Entries taken from a collection:
>>
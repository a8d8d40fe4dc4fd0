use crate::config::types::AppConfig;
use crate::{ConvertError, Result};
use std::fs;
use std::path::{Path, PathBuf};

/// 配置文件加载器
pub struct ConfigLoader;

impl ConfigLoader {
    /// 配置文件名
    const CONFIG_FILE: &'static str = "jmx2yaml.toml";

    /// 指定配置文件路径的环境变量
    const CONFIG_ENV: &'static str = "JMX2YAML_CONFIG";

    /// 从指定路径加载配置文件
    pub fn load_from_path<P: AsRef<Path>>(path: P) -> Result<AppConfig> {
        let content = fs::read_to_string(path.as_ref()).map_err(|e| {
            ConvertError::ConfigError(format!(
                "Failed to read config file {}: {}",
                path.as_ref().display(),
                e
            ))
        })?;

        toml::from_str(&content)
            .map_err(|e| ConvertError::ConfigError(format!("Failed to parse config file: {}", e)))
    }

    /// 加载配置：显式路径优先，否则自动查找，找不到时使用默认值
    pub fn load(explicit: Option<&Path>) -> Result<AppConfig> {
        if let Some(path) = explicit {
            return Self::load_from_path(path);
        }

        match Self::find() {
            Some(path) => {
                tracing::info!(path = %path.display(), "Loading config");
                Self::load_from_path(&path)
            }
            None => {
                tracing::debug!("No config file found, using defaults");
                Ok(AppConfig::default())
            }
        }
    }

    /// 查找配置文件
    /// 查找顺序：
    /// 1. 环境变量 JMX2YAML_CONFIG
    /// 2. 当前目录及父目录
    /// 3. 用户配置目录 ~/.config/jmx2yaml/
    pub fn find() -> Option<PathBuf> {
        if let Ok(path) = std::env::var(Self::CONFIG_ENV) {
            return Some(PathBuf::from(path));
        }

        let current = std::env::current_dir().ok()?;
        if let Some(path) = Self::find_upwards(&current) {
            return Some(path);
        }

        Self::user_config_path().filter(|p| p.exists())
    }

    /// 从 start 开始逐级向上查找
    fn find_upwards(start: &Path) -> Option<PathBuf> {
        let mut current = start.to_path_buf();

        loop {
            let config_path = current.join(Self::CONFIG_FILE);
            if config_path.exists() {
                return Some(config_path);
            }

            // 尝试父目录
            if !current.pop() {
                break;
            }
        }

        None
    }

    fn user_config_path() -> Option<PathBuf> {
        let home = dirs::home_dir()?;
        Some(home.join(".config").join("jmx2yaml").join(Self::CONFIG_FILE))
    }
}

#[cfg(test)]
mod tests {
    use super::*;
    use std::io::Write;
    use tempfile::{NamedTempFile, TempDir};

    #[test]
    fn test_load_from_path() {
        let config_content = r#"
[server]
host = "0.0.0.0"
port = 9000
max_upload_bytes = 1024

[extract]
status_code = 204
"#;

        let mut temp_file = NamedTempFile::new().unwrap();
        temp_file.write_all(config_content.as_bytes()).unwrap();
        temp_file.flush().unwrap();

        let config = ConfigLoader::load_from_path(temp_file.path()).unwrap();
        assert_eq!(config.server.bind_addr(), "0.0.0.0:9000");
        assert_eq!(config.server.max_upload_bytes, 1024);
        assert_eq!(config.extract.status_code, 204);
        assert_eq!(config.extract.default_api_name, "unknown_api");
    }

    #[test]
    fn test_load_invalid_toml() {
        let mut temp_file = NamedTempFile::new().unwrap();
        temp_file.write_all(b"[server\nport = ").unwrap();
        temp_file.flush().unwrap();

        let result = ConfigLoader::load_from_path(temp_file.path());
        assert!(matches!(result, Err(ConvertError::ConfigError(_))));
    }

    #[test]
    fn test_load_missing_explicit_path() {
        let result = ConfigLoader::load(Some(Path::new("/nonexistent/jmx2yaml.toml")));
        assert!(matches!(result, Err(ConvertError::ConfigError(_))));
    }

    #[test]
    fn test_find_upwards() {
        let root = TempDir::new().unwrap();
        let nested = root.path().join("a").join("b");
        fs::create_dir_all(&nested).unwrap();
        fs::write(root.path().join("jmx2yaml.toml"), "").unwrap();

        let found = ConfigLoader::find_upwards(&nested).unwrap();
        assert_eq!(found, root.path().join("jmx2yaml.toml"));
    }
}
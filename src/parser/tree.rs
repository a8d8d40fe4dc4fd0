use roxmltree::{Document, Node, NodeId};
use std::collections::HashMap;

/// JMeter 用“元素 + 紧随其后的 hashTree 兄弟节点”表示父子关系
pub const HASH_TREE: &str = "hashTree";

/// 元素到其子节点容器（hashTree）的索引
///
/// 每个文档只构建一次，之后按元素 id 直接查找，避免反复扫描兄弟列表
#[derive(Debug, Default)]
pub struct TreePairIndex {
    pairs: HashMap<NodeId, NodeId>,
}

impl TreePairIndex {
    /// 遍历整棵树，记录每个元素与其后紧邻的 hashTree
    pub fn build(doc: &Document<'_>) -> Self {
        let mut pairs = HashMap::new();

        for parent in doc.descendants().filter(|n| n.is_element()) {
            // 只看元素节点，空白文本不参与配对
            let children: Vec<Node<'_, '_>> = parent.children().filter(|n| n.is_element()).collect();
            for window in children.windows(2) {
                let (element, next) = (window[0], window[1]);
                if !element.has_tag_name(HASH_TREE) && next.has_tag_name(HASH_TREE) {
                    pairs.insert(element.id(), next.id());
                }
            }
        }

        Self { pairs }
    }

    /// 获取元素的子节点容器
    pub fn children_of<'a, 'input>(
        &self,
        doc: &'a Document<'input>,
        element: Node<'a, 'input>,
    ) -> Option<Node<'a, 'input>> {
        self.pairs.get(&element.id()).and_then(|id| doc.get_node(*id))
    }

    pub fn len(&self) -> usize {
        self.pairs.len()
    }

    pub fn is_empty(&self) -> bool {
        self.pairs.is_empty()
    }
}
<<
>>
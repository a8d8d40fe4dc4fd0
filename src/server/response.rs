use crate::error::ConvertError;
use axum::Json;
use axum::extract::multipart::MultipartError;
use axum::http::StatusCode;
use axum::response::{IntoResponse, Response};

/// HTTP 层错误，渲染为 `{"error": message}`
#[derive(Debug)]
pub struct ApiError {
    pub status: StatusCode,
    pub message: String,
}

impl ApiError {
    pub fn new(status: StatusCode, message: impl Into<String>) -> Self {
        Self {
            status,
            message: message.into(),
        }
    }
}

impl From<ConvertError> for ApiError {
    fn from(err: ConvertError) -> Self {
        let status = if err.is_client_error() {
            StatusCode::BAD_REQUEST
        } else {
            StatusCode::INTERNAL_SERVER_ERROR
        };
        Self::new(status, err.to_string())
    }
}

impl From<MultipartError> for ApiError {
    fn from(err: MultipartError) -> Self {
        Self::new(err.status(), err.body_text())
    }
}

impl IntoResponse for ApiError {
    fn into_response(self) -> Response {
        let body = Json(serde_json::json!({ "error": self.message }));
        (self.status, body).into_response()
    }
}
<<
--- Work task ---
Out of the data above, give again only the lines starting at the one holding "let found = ConfigLoader::find_upwards(&nested).unwrap();" and ending at the one holding "for window in", unchanged.

--- Solution for this problem ---
        let found = ConfigLoader::find_upwards(&nested).unwrap();
        assert_eq!(found, root.path().join("jmx2yaml.toml"));
    }
}
filename src/parser/tree.rs
repository a8d8d40fe4dc4fd0
use roxmltree::{Document, Node, NodeId};
use std::collections::HashMap;

/// JMeter 用“元素 + 紧随其后的 hashTree 兄弟节点”表示父子关系
pub const HASH_TREE: &str = "hashTree";

/// 元素到其子节点容器（hashTree）的索引
///
/// 每个文档只构建一次，之后按元素 id 直接查找，避免反复扫描兄弟列表
#[derive(Debug, Default)]
pub struct TreePairIndex {
    pairs: HashMap<NodeId, NodeId>,
}

impl TreePairIndex {
    /// 遍历整棵树，记录每个元素与其后紧邻的 hashTree
    pub fn build(doc: &Document<'_>) -> Self {
        let mut pairs = HashMap::new();

        for parent in doc.descendants().filter(|n| n.is_element()) {
            // 只看元素节点，空白文本不参与配对
            let children: Vec<Node<'_, '_>> = parent.children().filter(|n| n.is_element()).collect();
            for window in children.windows(2) {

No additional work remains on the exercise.